The theory underlying ESG is that – over the long term – companies doing the right thing will be more resilient to the threats occasioned by doing the wrong thing - like the poor corporate governance mentioned above. And they will actually deliver better results for the same reasons. Better results mean more money, more profitability, and an observably better bottom line.
 

Unfortunately, some companies still view ESG as a compliance issue – and therefore view the costs associated with it as a compliance cost. This short termism: foregoing better long-term results for the sake of doing things as they always have, or for cutting corners.
 

Sustainability should, hypothetically, make a company more resilient – but it is a fair question to ask if it really does.
 

In the energy and natural resources sector, there is absolutely no question.

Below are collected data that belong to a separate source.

//! Per-layer records of a decoded frame
//!
//! Each layer slot of [`Layers`] is a tagged enum: the variant tells which
//! protocol was recognized at that layer, and a slot is `None` only when nothing
//! could be decoded there.

use crate::decoders::dns::DnsLayer;
use crate::decoders::http::HttpLayer;
use crate::decoders::tls::TlsLayer;
use serde::Serialize;
use std::fmt;
use std::net::{IpAddr, Ipv4Addr, Ipv6Addr};

#[derive(Clone, Debug, PartialEq, Eq, Serialize)]
#[serde(rename_all = "camelCase")]
pub struct EthernetLayer {
    pub source: String,
    pub destination: String,
    /// Ethertype of the payload, after VLAN tags
    pub ethertype: u16,
    /// 802.1Q / 802.1ad VLAN identifiers, outermost first
    #[serde(skip_serializing_if = "Vec::is_empty")]
    pub vlan_ids: Vec<u16>,
}

#[derive(Clone, Debug, PartialEq, Eq, Serialize)]
#[serde(tag = "type", rename_all = "camelCase")]
pub enum LinkLayer {
    Ethernet(EthernetLayer),
    /// BSD loopback encapsulation (address family header)
    Loopback { family: u32 },
    /// Linux cooked capture
    LinuxSll { protocol: u16 },
    /// Raw IP, no link-layer header
    Raw,
    Unknown { link_type: i32 },
}

#[derive(Clone, Debug, PartialEq, Eq, Serialize)]
#[serde(rename_all = "camelCase")]
pub struct Ipv4Layer {
    pub version: u8,
    /// Header length, in bytes
    pub header_length: u8,
    pub ttl: u8,
    pub protocol: u8,
    pub total_length: u16,
    pub identification: u16,
    pub dont_fragment: bool,
    pub more_fragments: bool,
    /// Fragment offset, in bytes
    pub fragment_offset: u16,
    pub source: Ipv4Addr,
    pub destination: Ipv4Addr,
}

#[derive(Clone, Debug, PartialEq, Eq, Serialize)]
#[serde(rename_all = "camelCase")]
pub struct Ipv6Layer {
    pub next_header: u8,
    pub payload_length: u16,
    pub hop_limit: u8,
    pub source: Ipv6Addr,
    pub destination: Ipv6Addr,
}

#[derive(Clone, Debug, PartialEq, Eq, Serialize)]
#[serde(rename_all = "camelCase")]
pub struct ArpLayer {
    pub operation: u16,
    pub sender_hw: String,
    pub sender_ip: Ipv4Addr,
    pub target_hw: String,
    pub target_ip: Ipv4Addr,
}

#[derive(Clone, Debug, PartialEq, Eq, Serialize)]
#[serde(tag = "type", rename_all = "camelCase")]
pub enum NetworkLayer {
    Ipv4(Ipv4Layer),
    Ipv6(Ipv6Layer),
    Arp(ArpLayer),
    Unknown { ethertype: u16 },
}

impl NetworkLayer {
    /// Source and destination addresses, for IP layers
    pub fn addresses(&self) -> Option<(IpAddr, IpAddr)> {
        match self {
            NetworkLayer::Ipv4(ip) => Some((IpAddr::V4(ip.source), IpAddr::V4(ip.destination))),
            NetworkLayer::Ipv6(ip) => Some((IpAddr::V6(ip.source), IpAddr::V6(ip.destination))),
            _ => None,
        }
    }
}

/// The six standard TCP control flags
#[derive(Clone, Copy, Debug, Default, PartialEq, Eq, Serialize)]
pub struct TcpFlags {
    pub fin: bool,
    pub syn: bool,
    pub rst: bool,
    pub psh: bool,
    pub ack: bool,
    pub urg: bool,
}

impl TcpFlags {
    pub fn from_bits(bits: u16) -> TcpFlags {
        TcpFlags {
            fin: bits & 0x01 != 0,
            syn: bits & 0x02 != 0,
            rst: bits & 0x04 != 0,
            psh: bits & 0x08 != 0,
            ack: bits & 0x10 != 0,
            urg: bits & 0x20 != 0,
        }
    }

    /// true if ACK is the only flag set
    pub fn is_ack_only(&self) -> bool {
        self.ack && !(self.fin || self.syn || self.rst || self.psh || self.urg)
    }
}

impl fmt::Display for TcpFlags {
    fn fmt(&self, f: &mut fmt::Formatter) -> fmt::Result {
        let names = [
            (self.fin, "FIN"),
            (self.syn, "SYN"),
            (self.rst, "RST"),
            (self.psh, "PSH"),
            (self.ack, "ACK"),
            (self.urg, "URG"),
        ];
        let set: Vec<&str> = names.iter().filter(|(b, _)| *b).map(|(_, n)| *n).collect();
        write!(f, "[{}]", set.join(", "))
    }
}

#[derive(Clone, Debug, PartialEq, Eq, Serialize)]
#[serde(rename_all = "camelCase")]
pub struct TcpLayer {
    pub source_port: u16,
    pub destination_port: u16,
    pub sequence: u32,
    pub acknowledgment: u32,
    pub flags: TcpFlags,
    pub window: u16,
    /// Header length including options, in bytes
    pub data_offset: u8,
    pub payload_length: usize,
}

#[derive(Clone, Debug, PartialEq, Eq, Serialize)]
#[serde(rename_all = "camelCase")]
pub struct UdpLayer {
    pub source_port: u16,
    pub destination_port: u16,
    /// Length declared in the UDP header
    pub length: u16,
    pub payload_length: usize,
}

#[derive(Clone, Debug, PartialEq, Eq, Serialize)]
#[serde(rename_all = "camelCase")]
pub struct IcmpLayer {
    /// 4 for ICMP, 6 for ICMPv6
    pub version: u8,
    pub icmp_type: u8,
    pub code: u8,
}

#[derive(Clone, Debug, PartialEq, Eq, Serialize)]
#[serde(tag = "type", rename_all = "camelCase")]
pub enum TransportLayer {
    Tcp(TcpLayer),
    Udp(UdpLayer),
    Icmp(IcmpLayer),
    Unknown { protocol: u8 },
}

#[derive(Clone, Debug, PartialEq, Eq, Serialize)]
#[serde(tag = "type", rename_all = "camelCase")]
pub enum ApplicationLayer {
    Http(HttpLayer),
    Dns(DnsLayer),
    Tls(TlsLayer),
}

/// Layers actually present in a frame
#[derive(Clone, Debug, Default, PartialEq, Eq, Serialize)]
pub struct Layers {
    #[serde(skip_serializing_if = "Option::is_none")]
    pub link: Option<LinkLayer>,
    #[serde(skip_serializing_if = "Option::is_none")]
    pub network: Option<NetworkLayer>,
    #[serde(skip_serializing_if = "Option::is_none")]
    pub transport: Option<TransportLayer>,
    #[serde(skip_serializing_if = "Option::is_none")]
    pub application: Option<ApplicationLayer>,
}

impl Layers {
    pub fn ethernet(&self) -> Option<&EthernetLayer> {
        match self.link {
            Some(LinkLayer::Ethernet(ref eth)) => Some(eth),
            _ => None,
        }
    }

    pub fn ipv4(&self) -> Option<&Ipv4Layer> {
        match self.network {
            Some(NetworkLayer::Ipv4(ref ip)) => Some(ip),
            _ => None,
        }
    }

    pub fn ipv6(&self) -> Option<&Ipv6Layer> {
        match self.network {
            Some(NetworkLayer::Ipv6(ref ip)) => Some(ip),
            _ => None,
        }
    }

    pub fn arp(&self) -> Option<&ArpLayer> {
        match self.network {
            Some(NetworkLayer::Arp(ref arp)) => Some(arp),
            _ => None,
        }
    }

    pub fn tcp(&self) -> Option<&TcpLayer> {
        match self.transport {
            Some(TransportLayer::Tcp(ref tcp)) => Some(tcp),
            _ => None,
        }
    }

    pub fn udp(&self) -> Option<&UdpLayer> {
        match self.transport {
            Some(TransportLayer::Udp(ref udp)) => Some(udp),
            _ => None,
        }
    }

    pub fn icmp(&self) -> Option<&IcmpLayer> {
        match self.transport {
            Some(TransportLayer::Icmp(ref icmp)) => Some(icmp),
            _ => None,
        }
    }

    pub fn http(&self) -> Option<&HttpLayer> {
        match self.application {
            Some(ApplicationLayer::Http(ref http)) => Some(http),
            _ => None,
        }
    }

    pub fn dns(&self) -> Option<&DnsLayer> {
        match self.application {
            Some(ApplicationLayer::Dns(ref dns)) => Some(dns),
            _ => None,
        }
    }

    pub fn tls(&self) -> Option<&TlsLayer> {
        match self.application {
            Some(ApplicationLayer::Tls(ref tls)) => Some(tls),
            _ => None,
        }
    }

    /// Source and destination ports, for TCP and UDP
    pub fn ports(&self) -> Option<(u16, u16)> {
        match self.transport {
            Some(TransportLayer::Tcp(ref tcp)) => Some((tcp.source_port, tcp.destination_port)),
            Some(TransportLayer::Udp(ref udp)) => Some((udp.source_port, udp.destination_port)),
            _ => None,
        }
    }
}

If we take a look at the items that have caused major crises for major companies in the sector over the last few years one can argue that the controllable factors that have had disastrous impact have been ESG issues.
 

Recent failings at the Jagersfontein dam disaster in the Free State mine killed three with four people critically injured is a recent example. Twenty-eight others were injured while nine houses were swept away.  Rehabilitation costs are expected to run into the tens of millions. This is a clear example of why environment and governance matters, and why shareholders need to take a more active role in holding companies in which they have invested accountable.
 

The environmental pillar in ESG has been an issue for a long time and is well-regulated and understood. Companies need to comply by prescribed rules and via permit applications.
 

But these are inching changes.
 

The shift to net zero carbon must be the goal and, encouragingly, we can finally see momentum building. 
 

Twenty-nine
Twenty-nine (29) mining companies in the South African mining and metals industry have, according to the Minerals Council, planned for 89 energy projects for 6.5GW of electricity, solar of 6.2GW, wind of 0.2GW and battery storage of 84MW and biomass of 8MW. This represents an investment in a lower carbon economy in excess of R100 billion (US$6 billion.)

Twenty-nine (29) mining companies in the South African mining and metals industry have, according to the Minerals Council, planned for 89 energy projects for 6.5GW of electricity, solar of 6.2GW, wind of 0.2GW and battery storage of 84MW and biomass of 8MW. This represents an investment in a lower carbon economy in excess of R100 billion (US$6 billion.)
 

These are big capital ambitions, and we therefore also have to consider green financing and ask if in fact it is cheaper or more readily available than conventional capital, with green financing simply being a loan or investment that supports an environmentally-friendly activity, such as building more environmentally friendly infrastructure linked to energy, water and other key requirements.
 

There seem to be masses of funding announced from various international donors, but there are roadblocks to unlocking it for South African companies. Common challenges relate to the red tape that is now rapidly being addressed by Government, as well as the perceived balance sheet impacts. Is the funding commitment for a project, for example, going to consume or sterilise balance sheet capacity that could have been used for growth?
 

There are practical implications of ESG for African companies.
 

They need to operate by strict compliance with environmental best practice – not just for legal reasons - but for the impact that it has on host communities and employees. They also need to operate in a way that gives host communities, employees and other stakeholders their fair share of the value generated by our operations. Ideally it has to be done within a governance environment that minimise the risks to which all operations are exposed.
 

If mining companies limit their engagement with ESG to a compliance cost to be controlled, they will not reap its benefits. Exploring how sustainability can drive growth, will ultimately enable a company not just to survive a tighter ESG environment, but to leverage it and thrive. 
 


Summary

There are practical implications of ESG for African companies. They need to operate by strict compliance with environmental best practice – not just for legal reasons - but for the impact that it has on host communities and employees.